Content starts
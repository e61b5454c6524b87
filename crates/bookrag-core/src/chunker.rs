//! Sentence-aware chunking with a character overlap window.
//!
//! Whitespace runs collapse to one space, sentences split after `.`, `!` or
//! `?` followed by a space, and sentences accumulate greedily until the next
//! one would push the buffer past `chunk_size`. A sentence is never split, so a
//! single sentence longer than `chunk_size` becomes one oversized chunk.
//! All lengths are counted in chars.

use regex::Regex;
use std::sync::OnceLock;

use crate::config::RagConfig;
use crate::types::{Chunk, ChunkMetadata};

#[derive(Debug, Clone, Copy, PartialEq, Eq)]
pub struct Chunker {
    chunk_size: usize,
    overlap: usize,
}

impl Default for Chunker {
    fn default() -> Self {
        Self::from_config(&RagConfig::default())
    }
}

impl Chunker {
    pub fn new(chunk_size: usize, overlap: usize) -> Self {
        Self { chunk_size, overlap }
    }

    pub fn from_config(config: &RagConfig) -> Self {
        Self::new(config.chunk_size, config.chunk_overlap)
    }

    pub fn chunk_size(&self) -> usize {
        self.chunk_size
    }

    pub fn overlap(&self) -> usize {
        self.overlap
    }

    pub fn chunk(&self, text: &str, source_id: &str) -> Vec<Chunk> {
        chunk_text(text, source_id, self.chunk_size, self.overlap)
    }
}

/// Split `text` into overlapping chunks attributed to `source_id`.
///
/// Total over any input; empty or whitespace-only text yields no chunks.
pub fn chunk_text(text: &str, source_id: &str, chunk_size: usize, overlap: usize) -> Vec<Chunk> {
    let normalized = normalize_whitespace(text);
    let mut chunks = Vec::new();
    let mut buffer = String::new();
    let mut buffer_len = 0usize;

    for sentence in split_sentences(normalized.trim()) {
        let sentence_len = sentence.chars().count();
        if !buffer.is_empty() && buffer_len + sentence_len > chunk_size {
            chunks.push(close_chunk(&buffer, buffer_len, source_id, chunk_size));
            let tail = char_suffix(&buffer, buffer_len, overlap);
            let tail_len = buffer_len.min(overlap);
            let mut next = String::with_capacity(tail.len() + 1 + sentence.len());
            next.push_str(tail);
            next.push(' ');
            next.push_str(sentence);
            buffer = next;
            buffer_len = tail_len + 1 + sentence_len;
        } else {
            buffer.push(' ');
            buffer.push_str(sentence);
            buffer_len += 1 + sentence_len;
        }
    }

    if !buffer.trim().is_empty() {
        chunks.push(close_chunk(&buffer, buffer_len, source_id, chunk_size));
    }
    chunks
}

fn close_chunk(buffer: &str, buffer_len: usize, source_id: &str, chunk_size: usize) -> Chunk {
    Chunk {
        content: buffer.trim().to_string(),
        metadata: ChunkMetadata {
            source: source_id.to_string(),
            start_char: buffer_len.saturating_sub(chunk_size),
        },
    }
}

fn normalize_whitespace(text: &str) -> std::borrow::Cow<'_, str> {
    static WHITESPACE: OnceLock<Regex> = OnceLock::new();
    WHITESPACE
        .get_or_init(|| Regex::new(r"\s+").expect("whitespace pattern is valid"))
        .replace_all(text, " ")
}

/// Split after terminal punctuation followed by a space, dropping that space.
/// Expects whitespace to be normalized already.
fn split_sentences(text: &str) -> Vec<&str> {
    let mut sentences = Vec::new();
    let mut start = 0;
    let mut chars = text.char_indices().peekable();
    while let Some((_, c)) = chars.next() {
        if !matches!(c, '.' | '!' | '?') {
            continue;
        }
        if let Some(&(space_at, ' ')) = chars.peek() {
            sentences.push(&text[start..space_at]);
            chars.next();
            start = space_at + 1;
        }
    }
    sentences.push(&text[start..]);
    sentences.retain(|s| !s.is_empty());
    sentences
}

/// The last `n` chars of `s`, where `s` holds `len` chars.
fn char_suffix(s: &str, len: usize, n: usize) -> &str {
    if n >= len {
        return s;
    }
    match s.char_indices().nth(len - n) {
        Some((at, _)) => &s[at..],
        None => "",
    }
}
Content ends
§ Exercise directions
Scan the data for the word "RagConfig" and copy every line where it shows up.

§ Completed exercise
use crate::config::RagConfig;
        Self::from_config(&RagConfig::default())
    pub fn from_config(config: &RagConfig) -> Self {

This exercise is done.